Expression, complex formation and purification

D1R, DN_G_αs/ DN_miniG_αs, His8-tagged G_β1 and G_γ2 were co-expressed in Sf9 insect cells (Expression System) while the D2R, DN_G_αi, G_β1, G_γ2, and scFv16 were co-expressed in Hi5 insect cells (Invitrogen), using the Bac-to-Bac baculovirus expression system (Thermo Fisher).
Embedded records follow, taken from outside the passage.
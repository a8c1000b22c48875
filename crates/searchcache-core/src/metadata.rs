//! Test metadata (triage links, labels) and web-features data.
//!
//! Metadata arrives as a table keyed by test path. A key ending in `*` is a
//! wildcard covering every test sharing the prefix (`/css/grid/*`). Binding a
//! metadata-scoped atom flattens the relevant slice of the table into
//! [`PathValues`], which the filter consults per test.
//!
//! The tables themselves live in owned caches ([`MetadataCache`],
//! [`WebFeaturesCache`]) that are injected into the binder and refreshed by
//! the poll loop from an upstream source.

use std::collections::{BTreeMap, HashMap, HashSet};
use std::sync::{Arc, PoisonError, RwLock};

use async_trait::async_trait;
use serde::{Deserialize, Serialize};

use crate::error::{Error, Result};
use crate::run::{ProductSpec, TestRun};

/// One metadata entry attached to a test path.
#[derive(Debug, Clone, Default, PartialEq, Eq, Serialize, Deserialize)]
#[serde(default)]
pub struct MetadataLink {
    /// `None` for test-level metadata not tied to a browser.
    #[serde(skip_serializing_if = "Option::is_none")]
    pub product: Option<ProductSpec>,
    #[serde(skip_serializing_if = "Option::is_none")]
    pub url: Option<String>,
    #[serde(skip_serializing_if = "Option::is_none")]
    pub label: Option<String>,
    #[serde(skip_serializing_if = "Option::is_none")]
    pub subtest: Option<String>,
}

impl MetadataLink {
    #[must_use]
    pub fn url(product: Option<ProductSpec>, url: impl Into<String>) -> Self {
        Self {
            product,
            url: Some(url.into()),
            ..Self::default()
        }
    }

    #[must_use]
    pub fn label(label: impl Into<String>) -> Self {
        Self {
            label: Some(label.into()),
            ..Self::default()
        }
    }

    fn non_empty_url(&self) -> Option<&str> {
        self.url.as_deref().filter(|u| !u.is_empty())
    }
}

/// `test path -> metadata entries`.
pub type MetadataTable = BTreeMap<String, Vec<MetadataLink>>;

/// `test path -> web feature ids`.
pub type WebFeaturesData = HashMap<String, HashSet<String>>;

// ---------------------------------------------------------------------------
// Path resolution
// ---------------------------------------------------------------------------

/// Values attached to test paths, with wildcard-prefix support.
///
/// Path comparison is case-insensitive.
#[derive(Debug, Clone, Default, PartialEq, Eq)]
pub struct PathValues {
    exact: HashMap<String, Vec<String>>,
    prefixes: BTreeMap<String, Vec<String>>,
}

impl PathValues {
    #[must_use]
    pub fn new() -> Self {
        Self::default()
    }

    pub fn insert(&mut self, path: &str, value: impl Into<String>) {
        let key = path.to_lowercase();
        let bucket = match key.strip_suffix('*') {
            Some(prefix) => self.prefixes.entry(prefix.to_string()).or_default(),
            None => self.exact.entry(key).or_default(),
        };
        bucket.push(value.into());
    }

    /// Every value attached to `test`, exact entries first.
    #[must_use]
    pub fn values_for(&self, test: &str) -> Vec<&str> {
        let key = test.to_lowercase();
        let mut out: Vec<&str> = self
            .exact
            .get(&key)
            .into_iter()
            .flatten()
            .map(String::as_str)
            .collect();
        for (prefix, values) in &self.prefixes {
            if key.starts_with(prefix.as_str()) {
                out.extend(values.iter().map(String::as_str));
            }
        }
        out
    }

    #[must_use]
    pub fn any_value(&self, test: &str, pred: impl Fn(&str) -> bool) -> bool {
        self.values_for(test).into_iter().any(pred)
    }

    #[must_use]
    pub fn is_empty(&self) -> bool {
        self.exact.is_empty() && self.prefixes.is_empty()
    }

    /// Number of distinct path keys.
    #[must_use]
    pub fn len(&self) -> usize {
        self.exact.len() + self.prefixes.len()
    }
}

/// Which entries of a table a binding should see.
#[derive(Debug, Clone, Copy)]
pub enum LinkScope<'a> {
    /// Entries without a product.
    TestLevel,
    /// Entries whose product matches one of the runs.
    Runs(&'a [TestRun]),
    /// Both of the above.
    TestLevelAndRuns(&'a [TestRun]),
}

impl LinkScope<'_> {
    fn admits(&self, link: &MetadataLink) -> bool {
        match (self, &link.product) {
            (Self::TestLevel | Self::TestLevelAndRuns(_), None) => true,
            (Self::Runs(runs) | Self::TestLevelAndRuns(runs), Some(product)) => {
                runs.iter().any(|run| product.matches(run))
            }
            _ => false,
        }
    }
}

/// Non-empty link URLs visible in `scope`, keyed by path.
#[must_use]
pub fn link_values(table: &MetadataTable, scope: LinkScope<'_>) -> PathValues {
    let mut values = PathValues::new();
    for (path, links) in table {
        for link in links.iter().filter(|l| scope.admits(l)) {
            if let Some(url) = link.non_empty_url() {
                values.insert(path, url);
            }
        }
    }
    values
}

/// Labels from test-level entries, keyed by path.
#[must_use]
pub fn label_values(table: &MetadataTable) -> PathValues {
    let mut values = PathValues::new();
    for (path, links) in table {
        for link in links.iter().filter(|l| LinkScope::TestLevel.admits(l)) {
            if let Some(label) = link.label.as_deref().filter(|l| !l.is_empty()) {
                values.insert(path, label);
            }
        }
    }
    values
}

/// Whether `test` is tagged with `feature`. Both sides compare exactly.
#[must_use]
pub fn test_has_feature(data: &WebFeaturesData, test: &str, feature: &str) -> bool {
    data.get(test).is_some_and(|features| features.contains(feature))
}

// ---------------------------------------------------------------------------
// Fetchers and caches
// ---------------------------------------------------------------------------

/// Supplies the current metadata table during binding.
pub trait MetadataFetcher: Send + Sync {
    fn fetch(&self) -> Result<Arc<MetadataTable>>;
}

/// Supplies the current web-features data during binding.
pub trait WebFeaturesFetcher: Send + Sync {
    fn fetch(&self) -> Result<Arc<WebFeaturesData>>;
}

/// Owned, lock-guarded holder of the latest metadata table.
#[derive(Debug, Default)]
pub struct MetadataCache {
    table: RwLock<Arc<MetadataTable>>,
}

impl MetadataCache {
    #[must_use]
    pub fn new() -> Self {
        Self::default()
    }

    #[must_use]
    pub fn get(&self) -> Arc<MetadataTable> {
        Arc::clone(&self.table.read().unwrap_or_else(PoisonError::into_inner))
    }

    pub fn set(&self, table: MetadataTable) {
        *self.table.write().unwrap_or_else(PoisonError::into_inner) = Arc::new(table);
    }
}

impl MetadataFetcher for MetadataCache {
    fn fetch(&self) -> Result<Arc<MetadataTable>> {
        Ok(self.get())
    }
}

/// Owned, lock-guarded holder of the latest web-features data.
#[derive(Debug, Default)]
pub struct WebFeaturesCache {
    data: RwLock<Arc<WebFeaturesData>>,
}

impl WebFeaturesCache {
    #[must_use]
    pub fn new() -> Self {
        Self::default()
    }

    #[must_use]
    pub fn get(&self) -> Arc<WebFeaturesData> {
        Arc::clone(&self.data.read().unwrap_or_else(PoisonError::into_inner))
    }

    pub fn set(&self, data: WebFeaturesData) {
        *self.data.write().unwrap_or_else(PoisonError::into_inner) = Arc::new(data);
    }
}

impl WebFeaturesFetcher for WebFeaturesCache {
    fn fetch(&self) -> Result<Arc<WebFeaturesData>> {
        Ok(self.get())
    }
}

// ---------------------------------------------------------------------------
// Upstream sources
// ---------------------------------------------------------------------------

/// Upstream supplier of the metadata table, polled to refresh the cache.
#[async_trait]
pub trait MetadataSource: Send + Sync {
    async fn fetch_metadata(&self) -> Result<MetadataTable>;
}

/// Upstream supplier of web-features data.
#[async_trait]
pub trait WebFeaturesSource: Send + Sync {
    async fn fetch_web_features(&self) -> Result<WebFeaturesData>;
}

/// Reads a JSON metadata table from `{base_url}/api/metadata/cache`.
#[derive(Debug, Clone)]
pub struct HttpMetadataSource {
    client: reqwest::Client,
    url: String,
}

impl HttpMetadataSource {
    #[must_use]
    pub fn new(client: reqwest::Client, base_url: &str) -> Self {
        Self {
            client,
            url: format!("{}/api/metadata/cache", base_url.trim_end_matches('/')),
        }
    }
}

#[async_trait]
impl MetadataSource for HttpMetadataSource {
    async fn fetch_metadata(&self) -> Result<MetadataTable> {
        let table = self
            .client
            .get(&self.url)
            .send()
            .await?
            .error_for_status()?
            .json::<MetadataTable>()
            .await?;
        Ok(table)
    }
}

/// Web-features manifest shape: `{"version": 1, "data": {feature: [test path]}}`.
#[derive(Debug, Deserialize)]
struct WebFeaturesManifest {
    version: u32,
    #[serde(default)]
    data: HashMap<String, Vec<String>>,
}

/// Inverts a version-1 web-features manifest into `test -> features`.
pub fn parse_web_features_manifest(bytes: &[u8]) -> Result<WebFeaturesData> {
    let manifest: WebFeaturesManifest = serde_json::from_slice(bytes)?;
    if manifest.version != 1 {
        return Err(Error::Upstream(format!(
            "unknown web features manifest version {}",
            manifest.version
        )));
    }
    let mut data = WebFeaturesData::new();
    for (feature, tests) in manifest.data {
        for test in tests {
            data.entry(test).or_default().insert(feature.clone());
        }
    }
    Ok(data)
}

/// Downloads and parses a web-features manifest from a fixed URL.
#[derive(Debug, Clone)]
pub struct HttpWebFeaturesSource {
    client: reqwest::Client,
    url: String,
}

impl HttpWebFeaturesSource {
    #[must_use]
    pub fn new(client: reqwest::Client, url: impl Into<String>) -> Self {
        Self {
            client,
            url: url.into(),
        }
    }
}

#[async_trait]
impl WebFeaturesSource for HttpWebFeaturesSource {
    async fn fetch_web_features(&self) -> Result<WebFeaturesData> {
        let bytes = self
            .client
            .get(&self.url)
            .send()
            .await?
            .error_for_status()?
            .bytes()
            .await?;
        parse_web_features_manifest(&bytes)
    }
}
Cell cultures were grown in ESF 921 serum-free medium (Expression Systems) to a density of 4 × 10⁶ cells/mL. For the expression of the D1R-G_s/miniG_s complex, Sf9 cells were infected with the four types of baculoviruses: D1R, DN_G_αs/ DN_miniG_s, His8-tagged G_β1 and G_γ2 at the ratio of 1:1:1:1. For the expression of the D2R-G_i complex, Hi5 cells were infected with the five types of baculoviruses: D2R, DN_G_αi, G_β1, G_γ2 and scFv16. After infected by 48 h, the cells were harvested by centrifugation at 1300 × g (Thermo Fisher, H12000) for 20 min and kept frozen at −80°C for further usage.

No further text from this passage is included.